Data supplied:
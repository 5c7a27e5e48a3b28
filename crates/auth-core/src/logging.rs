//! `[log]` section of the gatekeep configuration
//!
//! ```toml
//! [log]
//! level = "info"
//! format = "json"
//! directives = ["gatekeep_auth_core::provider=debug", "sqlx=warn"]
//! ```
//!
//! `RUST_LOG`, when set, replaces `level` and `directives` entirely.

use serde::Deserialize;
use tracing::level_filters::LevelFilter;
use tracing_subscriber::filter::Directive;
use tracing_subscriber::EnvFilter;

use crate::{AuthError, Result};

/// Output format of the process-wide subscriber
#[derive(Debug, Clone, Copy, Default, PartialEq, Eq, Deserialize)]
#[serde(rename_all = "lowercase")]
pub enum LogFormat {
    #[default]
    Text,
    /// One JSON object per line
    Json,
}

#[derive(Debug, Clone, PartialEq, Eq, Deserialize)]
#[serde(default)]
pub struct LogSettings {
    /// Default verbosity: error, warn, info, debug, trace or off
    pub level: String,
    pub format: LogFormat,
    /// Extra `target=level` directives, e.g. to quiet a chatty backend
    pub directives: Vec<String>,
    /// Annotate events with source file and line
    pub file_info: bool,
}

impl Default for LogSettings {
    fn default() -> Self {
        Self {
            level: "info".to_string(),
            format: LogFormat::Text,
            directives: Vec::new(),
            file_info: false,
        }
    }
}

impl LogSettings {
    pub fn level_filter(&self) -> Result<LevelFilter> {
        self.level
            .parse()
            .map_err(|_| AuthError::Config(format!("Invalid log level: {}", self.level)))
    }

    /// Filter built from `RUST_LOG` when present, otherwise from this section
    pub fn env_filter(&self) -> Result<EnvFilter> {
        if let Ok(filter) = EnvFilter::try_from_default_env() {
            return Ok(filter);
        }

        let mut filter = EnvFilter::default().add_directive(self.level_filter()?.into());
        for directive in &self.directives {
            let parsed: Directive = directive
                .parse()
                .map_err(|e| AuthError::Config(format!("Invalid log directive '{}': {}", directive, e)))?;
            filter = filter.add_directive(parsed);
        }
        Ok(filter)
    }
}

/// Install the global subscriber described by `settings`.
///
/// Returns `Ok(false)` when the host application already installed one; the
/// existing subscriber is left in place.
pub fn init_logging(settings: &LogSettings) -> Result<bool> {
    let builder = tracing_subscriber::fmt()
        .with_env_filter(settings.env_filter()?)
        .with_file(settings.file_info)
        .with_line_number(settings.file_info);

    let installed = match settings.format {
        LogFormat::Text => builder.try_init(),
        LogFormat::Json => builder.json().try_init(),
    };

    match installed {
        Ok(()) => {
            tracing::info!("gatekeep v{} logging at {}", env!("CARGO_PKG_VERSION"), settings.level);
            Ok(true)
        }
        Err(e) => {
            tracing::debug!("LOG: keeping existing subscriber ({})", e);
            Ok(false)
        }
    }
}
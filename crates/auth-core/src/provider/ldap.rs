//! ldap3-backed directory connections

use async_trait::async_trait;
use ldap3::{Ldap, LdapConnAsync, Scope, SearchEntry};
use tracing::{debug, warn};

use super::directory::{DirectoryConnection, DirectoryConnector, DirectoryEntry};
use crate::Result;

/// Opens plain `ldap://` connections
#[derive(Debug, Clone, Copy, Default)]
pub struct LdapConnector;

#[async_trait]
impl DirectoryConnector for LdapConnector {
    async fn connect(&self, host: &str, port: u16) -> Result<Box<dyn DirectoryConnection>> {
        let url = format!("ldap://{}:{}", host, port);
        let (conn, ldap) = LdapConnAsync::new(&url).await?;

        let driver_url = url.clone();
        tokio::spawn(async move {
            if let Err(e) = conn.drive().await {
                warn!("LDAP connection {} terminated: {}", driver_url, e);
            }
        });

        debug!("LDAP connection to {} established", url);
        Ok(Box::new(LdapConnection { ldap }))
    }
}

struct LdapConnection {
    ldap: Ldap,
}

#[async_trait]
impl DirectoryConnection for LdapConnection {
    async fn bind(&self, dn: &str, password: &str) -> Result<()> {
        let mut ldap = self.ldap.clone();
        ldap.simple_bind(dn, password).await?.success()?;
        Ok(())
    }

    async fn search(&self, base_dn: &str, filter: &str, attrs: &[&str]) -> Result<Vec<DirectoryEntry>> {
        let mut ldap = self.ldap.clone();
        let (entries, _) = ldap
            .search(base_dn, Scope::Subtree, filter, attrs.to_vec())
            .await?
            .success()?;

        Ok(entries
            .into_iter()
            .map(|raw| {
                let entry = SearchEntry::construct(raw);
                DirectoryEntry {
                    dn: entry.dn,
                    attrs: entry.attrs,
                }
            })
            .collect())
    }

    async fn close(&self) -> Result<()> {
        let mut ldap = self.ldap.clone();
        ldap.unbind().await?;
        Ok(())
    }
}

Exercise requirements: For the word "LdapConnector", count the lines of the data that contain it and report only the total.

The answer: 2